(Available data Opens)

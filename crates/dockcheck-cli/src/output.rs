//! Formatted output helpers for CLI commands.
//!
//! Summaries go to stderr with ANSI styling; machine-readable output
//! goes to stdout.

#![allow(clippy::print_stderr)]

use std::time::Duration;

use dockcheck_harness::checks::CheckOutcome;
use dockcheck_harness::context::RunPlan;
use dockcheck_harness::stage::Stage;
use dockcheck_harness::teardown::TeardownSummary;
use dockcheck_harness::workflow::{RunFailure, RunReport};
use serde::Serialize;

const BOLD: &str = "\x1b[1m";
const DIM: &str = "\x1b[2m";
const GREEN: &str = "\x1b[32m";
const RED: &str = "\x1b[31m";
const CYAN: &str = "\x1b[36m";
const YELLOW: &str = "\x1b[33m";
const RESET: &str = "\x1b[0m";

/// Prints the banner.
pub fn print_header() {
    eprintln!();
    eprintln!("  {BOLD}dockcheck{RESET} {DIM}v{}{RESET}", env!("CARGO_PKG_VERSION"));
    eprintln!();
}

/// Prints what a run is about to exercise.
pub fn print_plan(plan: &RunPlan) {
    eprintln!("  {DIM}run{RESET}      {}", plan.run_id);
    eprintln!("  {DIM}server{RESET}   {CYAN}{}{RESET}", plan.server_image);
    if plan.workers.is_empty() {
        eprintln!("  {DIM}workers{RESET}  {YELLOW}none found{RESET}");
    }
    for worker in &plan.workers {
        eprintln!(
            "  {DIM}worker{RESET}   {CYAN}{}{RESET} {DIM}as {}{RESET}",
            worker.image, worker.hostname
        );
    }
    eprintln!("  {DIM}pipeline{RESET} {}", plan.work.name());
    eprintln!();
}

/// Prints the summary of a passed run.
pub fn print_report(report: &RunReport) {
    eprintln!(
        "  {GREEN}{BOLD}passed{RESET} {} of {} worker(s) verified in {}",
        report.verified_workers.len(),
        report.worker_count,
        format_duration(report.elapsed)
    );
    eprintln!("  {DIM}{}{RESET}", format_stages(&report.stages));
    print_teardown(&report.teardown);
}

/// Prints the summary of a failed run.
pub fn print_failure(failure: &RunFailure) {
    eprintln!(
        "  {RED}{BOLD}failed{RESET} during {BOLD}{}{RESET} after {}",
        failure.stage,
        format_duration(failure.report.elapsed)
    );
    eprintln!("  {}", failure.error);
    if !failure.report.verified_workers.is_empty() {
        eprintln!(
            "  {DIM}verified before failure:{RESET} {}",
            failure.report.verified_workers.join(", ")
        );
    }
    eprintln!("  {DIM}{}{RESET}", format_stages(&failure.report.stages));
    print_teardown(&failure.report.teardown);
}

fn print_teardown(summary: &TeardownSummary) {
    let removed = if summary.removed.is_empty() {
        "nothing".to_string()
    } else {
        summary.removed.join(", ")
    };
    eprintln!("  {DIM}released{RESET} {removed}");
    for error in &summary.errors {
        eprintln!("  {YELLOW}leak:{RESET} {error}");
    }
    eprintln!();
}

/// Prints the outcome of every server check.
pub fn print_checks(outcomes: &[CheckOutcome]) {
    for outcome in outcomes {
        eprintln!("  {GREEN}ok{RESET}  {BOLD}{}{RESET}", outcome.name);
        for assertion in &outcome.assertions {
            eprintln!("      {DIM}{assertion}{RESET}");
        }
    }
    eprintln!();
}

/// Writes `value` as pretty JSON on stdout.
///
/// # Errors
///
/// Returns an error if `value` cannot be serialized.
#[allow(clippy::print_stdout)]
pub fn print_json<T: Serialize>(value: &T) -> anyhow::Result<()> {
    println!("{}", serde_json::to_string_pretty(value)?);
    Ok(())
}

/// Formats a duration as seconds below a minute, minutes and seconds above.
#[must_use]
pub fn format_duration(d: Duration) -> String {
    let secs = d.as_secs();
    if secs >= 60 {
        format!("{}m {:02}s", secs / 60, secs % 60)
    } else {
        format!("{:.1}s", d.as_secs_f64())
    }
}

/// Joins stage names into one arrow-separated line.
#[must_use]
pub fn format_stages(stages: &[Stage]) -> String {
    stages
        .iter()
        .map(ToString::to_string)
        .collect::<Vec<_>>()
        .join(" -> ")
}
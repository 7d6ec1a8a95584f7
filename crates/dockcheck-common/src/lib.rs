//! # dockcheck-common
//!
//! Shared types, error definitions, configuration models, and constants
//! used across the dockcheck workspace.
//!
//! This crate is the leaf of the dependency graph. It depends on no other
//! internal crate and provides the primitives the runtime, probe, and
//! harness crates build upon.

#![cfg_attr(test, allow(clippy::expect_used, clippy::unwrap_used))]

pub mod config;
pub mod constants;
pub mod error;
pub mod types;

(Available data Closes)

◆ Prompt
Give the entries again exactly as they stand.

◆ Answer to this exercise
filename crates/dockcheck-cli/src/output.rs
//! Formatted output helpers for CLI commands.
//!
//! Summaries go to stderr with ANSI styling; machine-readable output
//! goes to stdout.

#![allow(clippy::print_stderr)]

use std::time::Duration;

use dockcheck_harness::checks::CheckOutcome;
use dockcheck_harness::context::RunPlan;
use dockcheck_harness::stage::Stage;
use dockcheck_harness::teardown::TeardownSummary;
use dockcheck_harness::workflow::{RunFailure, RunReport};
use serde::Serialize;

const BOLD: &str = "\x1b[1m";
const DIM: &str = "\x1b[2m";
const GREEN: &str = "\x1b[32m";
const RED: &str = "\x1b[31m";
const CYAN: &str = "\x1b[36m";
const YELLOW: &str = "\x1b[33m";
const RESET: &str = "\x1b[0m";

/// Prints the banner.
pub fn print_header() {
    eprintln!();
    eprintln!("  {BOLD}dockcheck{RESET} {DIM}v{}{RESET}", env!("CARGO_PKG_VERSION"));
    eprintln!();
}

/// Prints what a run is about to exercise.
pub fn print_plan(plan: &RunPlan) {
    eprintln!("  {DIM}run{RESET}      {}", plan.run_id);
    eprintln!("  {DIM}server{RESET}   {CYAN}{}{RESET}", plan.server_image);
    if plan.workers.is_empty() {
        eprintln!("  {DIM}workers{RESET}  {YELLOW}none found{RESET}");
    }
    for worker in &plan.workers {
        eprintln!(
            "  {DIM}worker{RESET}   {CYAN}{}{RESET} {DIM}as {}{RESET}",
            worker.image, worker.hostname
        );
    }
    eprintln!("  {DIM}pipeline{RESET} {}", plan.work.name());
    eprintln!();
}

/// Prints the summary of a passed run.
pub fn print_report(report: &RunReport) {
    eprintln!(
        "  {GREEN}{BOLD}passed{RESET} {} of {} worker(s) verified in {}",
        report.verified_workers.len(),
        report.worker_count,
        format_duration(report.elapsed)
    );
    eprintln!("  {DIM}{}{RESET}", format_stages(&report.stages));
    print_teardown(&report.teardown);
}

/// Prints the summary of a failed run.
pub fn print_failure(failure: &RunFailure) {
    eprintln!(
        "  {RED}{BOLD}failed{RESET} during {BOLD}{}{RESET} after {}",
        failure.stage,
        format_duration(failure.report.elapsed)
    );
    eprintln!("  {}", failure.error);
    if !failure.report.verified_workers.is_empty() {
        eprintln!(
            "  {DIM}verified before failure:{RESET} {}",
            failure.report.verified_workers.join(", ")
        );
    }
    eprintln!("  {DIM}{}{RESET}", format_stages(&failure.report.stages));
    print_teardown(&failure.report.teardown);
}

fn print_teardown(summary: &TeardownSummary) {
    let removed = if summary.removed.is_empty() {
        "nothing".to_string()
    } else {
        summary.removed.join(", ")
    };
    eprintln!("  {DIM}released{RESET} {removed}");
    for error in &summary.errors {
        eprintln!("  {YELLOW}leak:{RESET} {error}");
    }
    eprintln!();
}

/// Prints the outcome of every server check.
pub fn print_checks(outcomes: &[CheckOutcome]) {
    for outcome in outcomes {
        eprintln!("  {GREEN}ok{RESET}  {BOLD}{}{RESET}", outcome.name);
        for assertion in &outcome.assertions {
            eprintln!("      {DIM}{assertion}{RESET}");
        }
    }
    eprintln!();
}

/// Writes `value` as pretty JSON on stdout.
///
/// # Errors
///
/// Returns an error if `value` cannot be serialized.
#[allow(clippy::print_stdout)]
pub fn print_json<T: Serialize>(value: &T) -> anyhow::Result<()> {
    println!("{}", serde_json::to_string_pretty(value)?);
    Ok(())
}

/// Formats a duration as seconds below a minute, minutes and seconds above.
#[must_use]
pub fn format_duration(d: Duration) -> String {
    let secs = d.as_secs();
    if secs >= 60 {
        format!("{}m {:02}s", secs / 60, secs % 60)
    } else {
        format!("{:.1}s", d.as_secs_f64())
    }
}

/// Joins stage names into one arrow-separated line.
#[must_use]
pub fn format_stages(stages: &[Stage]) -> String {
    stages
        .iter()
        .map(ToString::to_string)
        .collect::<Vec<_>>()
        .join(" -> ")
}
repository 7d6ec1a8a95584f7
filename crates/dockcheck-common/src/lib.rs
//! # dockcheck-common
//!
//! Shared types, error definitions, configuration models, and constants
//! used across the dockcheck workspace.
//!
//! This crate is the leaf of the dependency graph. It depends on no other
//! internal crate and provides the primitives the runtime, probe, and
//! harness crates build upon.

#![cfg_attr(test, allow(clippy::expect_used, clippy::unwrap_used))]

pub mod config;
pub mod constants;
pub mod error;
pub mod types;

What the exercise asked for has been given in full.